A devastating civil war will cause a huge exodus of Afghans into Pakistan which an insecure and increasingly impoverished Pakistan will simply be unable to sustain. Pakistan has seen fatigue among international donors in helping Pakistan as we saw during the disaster caused by floods in the Indus in c. 2009. Besides, this large influx would seriously endanger the already bad security situation within Pakistan.
If the Taliban come back to power in Afghanistan, Pakistan will not regain the strategic depth which it lost in c. 2001. The Taliban of c. 2014 would be very different from those of c. 1994 even if most of the leaders happen to be the same.
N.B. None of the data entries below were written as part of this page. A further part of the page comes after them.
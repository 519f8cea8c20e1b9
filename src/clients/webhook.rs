use reqwest::Client;

use crate::{error::Result, models::lead::Lead};

/// Lead intake hook (Zapier catch hook in production). No auth, response body ignored.
pub struct LeadWebhook {
    http: Client,
    url: String,
}

impl LeadWebhook {
    pub fn new(http: Client, url: impl Into<String>) -> Self {
        Self { http, url: url.into() }
    }

    pub async fn forward(&self, lead: &Lead) -> Result<()> {
        self.http
            .post(&self.url)
            .json(lead)
            .send()
            .await?
            .error_for_status()?;
        Ok(())
    }
}
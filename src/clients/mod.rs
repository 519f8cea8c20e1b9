pub mod openai;
pub mod webhook;
use reqwest::Client;
use serde::Serialize;
use serde_json::Value;

use crate::{
    config::RelayConfig,
    error::{AppError, Result},
    models::chat::ChatMessage,
};

pub const FALLBACK_REPLY: &str = "Sorry—can you try again?";

#[derive(Serialize)]
struct CompletionRequest<'a> {
    model: &'a str,
    messages: Vec<Value>,
}

pub struct OpenAiClient {
    http: Client,
    api_key: String,
    url: String,
    model: String,
}

impl OpenAiClient {
    /// Fails with [`AppError::MissingCredential`] when no key is configured.
    pub fn from_config(http: Client, config: &RelayConfig) -> Result<Self> {
        let api_key = config
            .openai_api_key
            .clone()
            .ok_or(AppError::MissingCredential("OPENAI_API_KEY"))?;
        Ok(Self { http, api_key, url: config.completions_url(), model: config.openai_model.clone() })
    }

    /// Sends `system` followed by `messages` untouched and returns the first
    /// choice's text, or [`FALLBACK_REPLY`] when the provider returned none.
    pub async fn complete(&self, system: &str, messages: &[Value]) -> Result<String> {
        debug_log_preview(system, messages);
        let mut outbound = Vec::with_capacity(messages.len() + 1);
        outbound.push(serde_json::to_value(ChatMessage::system(system))?);
        outbound.extend(messages.iter().cloned());

        let response = self
            .http
            .post(&self.url)
            .bearer_auth(&self.api_key)
            .json(&CompletionRequest { model: &self.model, messages: outbound })
            .send()
            .await?;

        let status = response.status();
        if !status.is_success() {
            let data = response.json::<Value>().await.unwrap_or(Value::Null);
            let details = data
                .pointer("/error/message")
                .and_then(Value::as_str)
                .filter(|m| !m.is_empty())
                .unwrap_or("Unknown");
            tracing::warn!(%status, details, "completion request rejected");
            return Err(AppError::Upstream(details.to_string()));
        }

        let data = response.json::<Value>().await?;
        Ok(reply_text(&data).unwrap_or(FALLBACK_REPLY).to_string())
    }
}

fn reply_text(data: &Value) -> Option<&str> {
    data.pointer("/choices/0/message/content")
        .and_then(Value::as_str)
        .filter(|c| !c.is_empty())
}

fn debug_log_preview(system: &str, messages: &[Value]) {
    if std::env::var("DEBUG_OPENAI_RAW").ok().as_deref() == Some("1") {
        let last = messages
            .last()
            .and_then(|m| m.get("content"))
            .and_then(Value::as_str)
            .unwrap_or("");
        tracing::debug!(system.len = system.len(), messages = messages.len(), "outbound completion");
        tracing::debug!(last.preview = %last.chars().take(80).collect::<String>());
    }
}

#[cfg(test)]
mod tests {
    use super::*;
    use serde_json::json;

    #[test]
    fn reply_text_reads_first_choice() {
        let data = json!({"choices":[{"message":{"role":"assistant","content":"On our way"}}]});
        assert_eq!(reply_text(&data), Some("On our way"));
    }

    #[test]
    fn reply_text_absent_for_empty_or_missing_choices() {
        assert_eq!(reply_text(&json!({"choices":[]})), None);
        assert_eq!(reply_text(&json!({})), None);
        assert_eq!(reply_text(&json!({"choices":[{"message":{"content":null}}]})), None);
        assert_eq!(reply_text(&json!({"choices":[{"message":{"content":""}}]})), None);
    }

    #[test]
    fn missing_key_is_reported() {
        let config = RelayConfig::default();
        let err = OpenAiClient::from_config(Client::new(), &config).err().unwrap();
        assert!(matches!(err, AppError::MissingCredential("OPENAI_API_KEY")));
    }
}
They have openly aligned with the Islamist jihadi and Salafi worldview of Al Qaeda and Pakistan cannot expect to limit them just to Afghanistan. The first aim of AQAM (Al Qaeda and Allied Movements) after the Taliban establish and consolidate their power in Afghanistan would be to usurp power in Pakistan. A Taliban-sympathetic Islamist in the form of Imran Khan is most likely to be in power in Islamabad at that time. However, Pakistan either does not visualize dangers for itself or it facetiously believes that it would be able to 'manage' the Taliban as it did before. The continuing Pakistani intransigence in taking part in a constructive way in the peace discussions and the hurdles it places in giving access to the Taliban point to the continuing belief that Pakistan has in the Strategic Depth and the utility of the Afghan Taliban.
The April 15 Kabul attacks must therefore be seen in the overall context.